From the entries below, copy out every line with "Some" in it.

# WORKING DATA
►
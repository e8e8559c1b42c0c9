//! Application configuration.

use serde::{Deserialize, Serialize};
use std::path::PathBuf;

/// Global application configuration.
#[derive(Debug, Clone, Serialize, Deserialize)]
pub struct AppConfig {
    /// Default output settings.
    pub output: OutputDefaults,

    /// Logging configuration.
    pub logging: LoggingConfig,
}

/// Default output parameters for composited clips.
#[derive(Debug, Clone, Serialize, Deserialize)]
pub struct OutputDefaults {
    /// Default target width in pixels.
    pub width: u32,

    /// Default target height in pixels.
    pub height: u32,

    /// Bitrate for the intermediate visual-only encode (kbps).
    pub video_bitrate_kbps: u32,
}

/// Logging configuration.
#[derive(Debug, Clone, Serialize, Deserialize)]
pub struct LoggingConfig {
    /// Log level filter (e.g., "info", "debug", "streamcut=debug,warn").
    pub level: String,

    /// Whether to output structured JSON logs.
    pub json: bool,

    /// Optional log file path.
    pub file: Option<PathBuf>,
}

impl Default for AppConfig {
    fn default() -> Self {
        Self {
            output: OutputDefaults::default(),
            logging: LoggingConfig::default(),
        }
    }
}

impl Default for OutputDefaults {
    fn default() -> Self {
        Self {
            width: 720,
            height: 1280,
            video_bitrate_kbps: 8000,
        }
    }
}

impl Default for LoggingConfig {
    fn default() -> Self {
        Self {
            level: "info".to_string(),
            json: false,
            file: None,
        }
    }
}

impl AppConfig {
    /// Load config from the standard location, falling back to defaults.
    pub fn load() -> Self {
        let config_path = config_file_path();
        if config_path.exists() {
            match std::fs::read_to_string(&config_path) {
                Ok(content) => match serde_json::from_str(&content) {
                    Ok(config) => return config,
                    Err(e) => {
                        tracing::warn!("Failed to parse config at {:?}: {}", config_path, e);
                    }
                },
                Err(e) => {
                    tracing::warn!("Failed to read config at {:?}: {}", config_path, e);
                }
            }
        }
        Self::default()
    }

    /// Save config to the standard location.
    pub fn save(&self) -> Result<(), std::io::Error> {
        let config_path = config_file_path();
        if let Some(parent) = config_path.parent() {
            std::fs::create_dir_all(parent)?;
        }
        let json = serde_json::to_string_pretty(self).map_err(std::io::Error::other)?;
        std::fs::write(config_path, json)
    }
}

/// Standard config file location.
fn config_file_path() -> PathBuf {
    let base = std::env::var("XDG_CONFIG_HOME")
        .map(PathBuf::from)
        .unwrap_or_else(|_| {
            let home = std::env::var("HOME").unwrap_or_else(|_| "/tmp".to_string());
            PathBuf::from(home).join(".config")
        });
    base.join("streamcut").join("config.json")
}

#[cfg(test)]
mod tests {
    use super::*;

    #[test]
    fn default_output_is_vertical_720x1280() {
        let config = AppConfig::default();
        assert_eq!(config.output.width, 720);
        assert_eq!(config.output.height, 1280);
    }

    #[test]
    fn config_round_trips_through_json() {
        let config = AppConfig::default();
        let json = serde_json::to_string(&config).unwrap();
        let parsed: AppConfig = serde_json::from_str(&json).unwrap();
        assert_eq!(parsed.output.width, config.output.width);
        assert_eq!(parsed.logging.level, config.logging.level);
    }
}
◄
►
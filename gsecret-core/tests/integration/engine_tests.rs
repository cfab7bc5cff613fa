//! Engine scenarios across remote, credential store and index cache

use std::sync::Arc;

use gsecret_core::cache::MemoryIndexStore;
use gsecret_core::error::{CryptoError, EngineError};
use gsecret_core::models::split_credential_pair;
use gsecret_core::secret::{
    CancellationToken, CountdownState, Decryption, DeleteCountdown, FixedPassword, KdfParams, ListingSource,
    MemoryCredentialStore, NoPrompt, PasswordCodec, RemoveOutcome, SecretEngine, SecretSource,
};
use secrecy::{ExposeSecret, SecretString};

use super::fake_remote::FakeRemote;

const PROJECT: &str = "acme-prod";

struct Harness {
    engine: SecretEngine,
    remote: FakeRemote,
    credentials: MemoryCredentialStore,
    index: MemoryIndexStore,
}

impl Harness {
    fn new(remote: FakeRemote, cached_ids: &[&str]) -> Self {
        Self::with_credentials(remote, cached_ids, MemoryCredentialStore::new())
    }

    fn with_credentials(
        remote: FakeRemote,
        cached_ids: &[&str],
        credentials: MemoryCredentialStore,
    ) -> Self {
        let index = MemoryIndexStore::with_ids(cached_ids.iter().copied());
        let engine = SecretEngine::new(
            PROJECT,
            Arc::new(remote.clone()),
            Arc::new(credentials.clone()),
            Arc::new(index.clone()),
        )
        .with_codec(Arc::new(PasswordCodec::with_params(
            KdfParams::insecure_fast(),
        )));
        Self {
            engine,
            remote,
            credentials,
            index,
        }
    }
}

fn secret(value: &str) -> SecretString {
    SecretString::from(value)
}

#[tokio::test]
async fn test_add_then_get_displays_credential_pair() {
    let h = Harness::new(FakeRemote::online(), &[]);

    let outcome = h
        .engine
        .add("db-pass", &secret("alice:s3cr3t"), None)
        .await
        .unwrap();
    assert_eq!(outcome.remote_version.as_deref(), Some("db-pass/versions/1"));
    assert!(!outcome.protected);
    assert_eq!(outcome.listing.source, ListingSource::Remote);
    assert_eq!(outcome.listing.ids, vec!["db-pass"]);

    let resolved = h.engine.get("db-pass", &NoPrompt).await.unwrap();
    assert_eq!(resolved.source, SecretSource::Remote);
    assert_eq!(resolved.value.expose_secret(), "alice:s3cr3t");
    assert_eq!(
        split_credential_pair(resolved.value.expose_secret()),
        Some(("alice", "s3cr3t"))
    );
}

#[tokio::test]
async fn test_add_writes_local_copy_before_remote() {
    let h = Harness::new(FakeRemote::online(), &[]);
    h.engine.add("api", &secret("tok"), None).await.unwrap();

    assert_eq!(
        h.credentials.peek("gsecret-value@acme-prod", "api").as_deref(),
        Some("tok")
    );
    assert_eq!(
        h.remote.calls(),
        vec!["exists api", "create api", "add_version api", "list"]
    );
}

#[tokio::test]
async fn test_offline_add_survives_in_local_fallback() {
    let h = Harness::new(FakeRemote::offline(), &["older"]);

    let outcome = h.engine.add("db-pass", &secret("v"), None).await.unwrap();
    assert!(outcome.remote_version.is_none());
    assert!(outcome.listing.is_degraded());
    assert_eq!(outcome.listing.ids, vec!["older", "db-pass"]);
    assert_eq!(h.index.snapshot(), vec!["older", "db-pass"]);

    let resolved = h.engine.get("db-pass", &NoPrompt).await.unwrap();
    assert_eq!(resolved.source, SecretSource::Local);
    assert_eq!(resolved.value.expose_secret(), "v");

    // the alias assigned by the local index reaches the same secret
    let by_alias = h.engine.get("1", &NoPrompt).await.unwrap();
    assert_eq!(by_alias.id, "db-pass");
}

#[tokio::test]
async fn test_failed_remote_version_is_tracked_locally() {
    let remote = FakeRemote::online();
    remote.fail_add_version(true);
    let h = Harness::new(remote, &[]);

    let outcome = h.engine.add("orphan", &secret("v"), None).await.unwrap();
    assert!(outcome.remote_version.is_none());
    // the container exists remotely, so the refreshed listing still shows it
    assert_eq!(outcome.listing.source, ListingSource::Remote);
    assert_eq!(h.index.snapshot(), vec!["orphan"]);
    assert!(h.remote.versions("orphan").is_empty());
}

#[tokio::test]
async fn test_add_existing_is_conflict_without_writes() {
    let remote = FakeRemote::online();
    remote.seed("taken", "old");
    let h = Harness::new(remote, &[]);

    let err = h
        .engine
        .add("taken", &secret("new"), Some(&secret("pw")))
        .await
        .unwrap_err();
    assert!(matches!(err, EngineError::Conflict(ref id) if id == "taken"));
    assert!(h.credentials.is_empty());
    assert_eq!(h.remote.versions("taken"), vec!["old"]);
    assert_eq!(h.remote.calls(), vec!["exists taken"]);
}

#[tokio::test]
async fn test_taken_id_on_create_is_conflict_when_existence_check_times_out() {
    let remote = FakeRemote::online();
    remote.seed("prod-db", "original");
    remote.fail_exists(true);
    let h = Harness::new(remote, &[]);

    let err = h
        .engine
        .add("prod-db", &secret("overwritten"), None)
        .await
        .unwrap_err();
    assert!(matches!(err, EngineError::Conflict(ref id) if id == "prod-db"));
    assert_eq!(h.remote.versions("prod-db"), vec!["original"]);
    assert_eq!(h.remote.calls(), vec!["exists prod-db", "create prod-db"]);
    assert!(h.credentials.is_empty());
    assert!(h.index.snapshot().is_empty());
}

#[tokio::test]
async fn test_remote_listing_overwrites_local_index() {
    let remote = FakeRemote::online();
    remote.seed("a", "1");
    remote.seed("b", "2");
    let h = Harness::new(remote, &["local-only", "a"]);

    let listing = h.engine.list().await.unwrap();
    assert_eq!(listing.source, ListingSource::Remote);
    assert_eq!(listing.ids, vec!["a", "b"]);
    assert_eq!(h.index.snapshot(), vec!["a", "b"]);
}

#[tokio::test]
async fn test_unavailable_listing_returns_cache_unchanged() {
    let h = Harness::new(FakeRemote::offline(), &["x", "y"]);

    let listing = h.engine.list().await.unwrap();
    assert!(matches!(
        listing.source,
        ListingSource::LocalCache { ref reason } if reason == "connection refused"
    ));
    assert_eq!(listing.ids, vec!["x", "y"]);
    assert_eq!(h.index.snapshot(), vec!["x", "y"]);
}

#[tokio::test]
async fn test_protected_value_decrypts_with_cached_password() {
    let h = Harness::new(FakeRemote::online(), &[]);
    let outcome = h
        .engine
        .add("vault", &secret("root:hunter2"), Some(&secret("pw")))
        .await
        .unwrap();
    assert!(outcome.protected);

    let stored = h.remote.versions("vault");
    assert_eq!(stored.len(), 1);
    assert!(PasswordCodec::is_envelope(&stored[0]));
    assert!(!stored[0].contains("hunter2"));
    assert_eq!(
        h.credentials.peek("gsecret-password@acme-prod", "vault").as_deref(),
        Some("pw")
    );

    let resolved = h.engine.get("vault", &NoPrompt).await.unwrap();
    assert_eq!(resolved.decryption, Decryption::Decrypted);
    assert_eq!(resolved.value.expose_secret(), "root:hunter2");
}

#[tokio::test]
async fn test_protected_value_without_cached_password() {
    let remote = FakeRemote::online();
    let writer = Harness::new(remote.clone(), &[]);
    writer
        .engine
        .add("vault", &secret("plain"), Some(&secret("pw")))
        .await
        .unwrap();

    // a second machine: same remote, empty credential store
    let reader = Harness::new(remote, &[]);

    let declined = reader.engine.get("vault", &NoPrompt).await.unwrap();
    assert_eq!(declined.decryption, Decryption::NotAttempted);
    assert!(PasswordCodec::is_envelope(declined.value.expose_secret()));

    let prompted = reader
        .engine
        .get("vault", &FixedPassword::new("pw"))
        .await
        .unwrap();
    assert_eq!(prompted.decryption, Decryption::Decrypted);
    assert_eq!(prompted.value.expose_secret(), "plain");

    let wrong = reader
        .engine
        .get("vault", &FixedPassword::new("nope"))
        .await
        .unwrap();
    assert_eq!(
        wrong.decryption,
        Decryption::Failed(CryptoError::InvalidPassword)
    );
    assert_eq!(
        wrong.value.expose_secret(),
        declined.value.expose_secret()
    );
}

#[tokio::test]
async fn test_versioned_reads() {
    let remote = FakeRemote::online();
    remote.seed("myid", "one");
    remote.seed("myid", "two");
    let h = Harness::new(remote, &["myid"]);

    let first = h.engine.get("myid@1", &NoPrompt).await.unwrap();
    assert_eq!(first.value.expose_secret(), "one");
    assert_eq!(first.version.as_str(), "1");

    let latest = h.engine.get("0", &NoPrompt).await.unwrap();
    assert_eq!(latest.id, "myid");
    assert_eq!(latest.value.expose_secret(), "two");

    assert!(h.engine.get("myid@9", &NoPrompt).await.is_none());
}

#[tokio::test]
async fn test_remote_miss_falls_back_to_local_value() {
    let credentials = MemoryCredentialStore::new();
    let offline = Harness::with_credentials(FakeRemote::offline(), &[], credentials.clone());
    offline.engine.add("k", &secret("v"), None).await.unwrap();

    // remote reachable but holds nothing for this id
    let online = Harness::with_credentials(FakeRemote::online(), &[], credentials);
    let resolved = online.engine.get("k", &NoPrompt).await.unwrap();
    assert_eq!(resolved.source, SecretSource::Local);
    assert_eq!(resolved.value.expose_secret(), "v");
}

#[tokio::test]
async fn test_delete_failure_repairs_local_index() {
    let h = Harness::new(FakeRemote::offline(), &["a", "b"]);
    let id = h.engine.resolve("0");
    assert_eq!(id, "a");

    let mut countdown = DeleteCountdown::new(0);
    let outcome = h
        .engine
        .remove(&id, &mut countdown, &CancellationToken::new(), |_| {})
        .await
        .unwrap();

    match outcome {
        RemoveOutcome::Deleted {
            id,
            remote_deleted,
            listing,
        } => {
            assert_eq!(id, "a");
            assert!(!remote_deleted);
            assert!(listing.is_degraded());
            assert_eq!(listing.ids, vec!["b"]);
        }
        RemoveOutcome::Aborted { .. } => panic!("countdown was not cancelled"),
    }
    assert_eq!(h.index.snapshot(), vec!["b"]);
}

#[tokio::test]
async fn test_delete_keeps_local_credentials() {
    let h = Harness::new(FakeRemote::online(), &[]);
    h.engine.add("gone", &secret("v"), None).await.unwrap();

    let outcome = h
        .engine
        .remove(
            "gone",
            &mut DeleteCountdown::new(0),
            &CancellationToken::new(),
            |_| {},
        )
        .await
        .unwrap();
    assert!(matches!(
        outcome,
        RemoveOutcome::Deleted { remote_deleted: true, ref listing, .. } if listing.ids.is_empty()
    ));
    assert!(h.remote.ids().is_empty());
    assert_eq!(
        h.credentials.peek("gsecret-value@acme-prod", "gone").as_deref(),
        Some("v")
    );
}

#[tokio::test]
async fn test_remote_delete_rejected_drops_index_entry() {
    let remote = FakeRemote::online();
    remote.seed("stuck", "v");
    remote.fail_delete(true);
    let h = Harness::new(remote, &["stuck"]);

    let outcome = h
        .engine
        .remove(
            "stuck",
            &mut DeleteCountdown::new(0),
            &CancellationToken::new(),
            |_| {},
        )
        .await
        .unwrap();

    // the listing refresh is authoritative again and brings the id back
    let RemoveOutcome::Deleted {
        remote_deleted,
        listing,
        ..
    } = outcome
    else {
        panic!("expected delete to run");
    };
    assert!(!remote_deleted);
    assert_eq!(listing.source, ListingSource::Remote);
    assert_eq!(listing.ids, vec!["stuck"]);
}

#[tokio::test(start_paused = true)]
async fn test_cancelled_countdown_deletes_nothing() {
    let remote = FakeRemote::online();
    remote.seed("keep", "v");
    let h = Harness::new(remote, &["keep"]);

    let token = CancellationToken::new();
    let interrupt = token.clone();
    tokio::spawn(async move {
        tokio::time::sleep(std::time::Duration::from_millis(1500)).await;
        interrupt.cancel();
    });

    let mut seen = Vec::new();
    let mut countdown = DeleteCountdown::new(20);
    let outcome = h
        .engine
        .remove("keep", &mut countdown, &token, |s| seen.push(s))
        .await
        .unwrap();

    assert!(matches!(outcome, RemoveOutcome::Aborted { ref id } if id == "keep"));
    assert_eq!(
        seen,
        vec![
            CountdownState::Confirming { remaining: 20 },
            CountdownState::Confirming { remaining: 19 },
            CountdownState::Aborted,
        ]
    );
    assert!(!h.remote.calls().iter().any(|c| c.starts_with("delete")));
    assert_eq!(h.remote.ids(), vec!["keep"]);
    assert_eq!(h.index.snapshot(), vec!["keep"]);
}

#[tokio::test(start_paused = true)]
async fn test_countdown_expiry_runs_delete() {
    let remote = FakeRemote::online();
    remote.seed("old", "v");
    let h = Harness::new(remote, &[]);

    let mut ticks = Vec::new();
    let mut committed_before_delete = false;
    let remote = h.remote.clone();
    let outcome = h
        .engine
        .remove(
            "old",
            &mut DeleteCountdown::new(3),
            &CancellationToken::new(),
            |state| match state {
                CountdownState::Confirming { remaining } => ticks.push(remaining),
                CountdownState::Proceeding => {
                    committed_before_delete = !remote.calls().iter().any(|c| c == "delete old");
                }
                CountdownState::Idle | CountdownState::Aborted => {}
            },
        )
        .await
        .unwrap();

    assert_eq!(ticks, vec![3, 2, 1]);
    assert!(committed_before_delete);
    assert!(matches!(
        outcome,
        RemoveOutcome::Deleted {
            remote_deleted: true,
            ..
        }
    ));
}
◄
# FINISHED EXERCISE
        if let Some(parent) = config_path.parent() {
    assert_eq!(outcome.remote_version.as_deref(), Some("db-pass/versions/1"));
        Some(("alice", "s3cr3t"))
        Some("tok")
        .add("taken", &secret("new"), Some(&secret("pw")))
        .add("vault", &secret("root:hunter2"), Some(&secret("pw")))
        Some("pw")
        .add("vault", &secret("plain"), Some(&secret("pw")))
        Some("v")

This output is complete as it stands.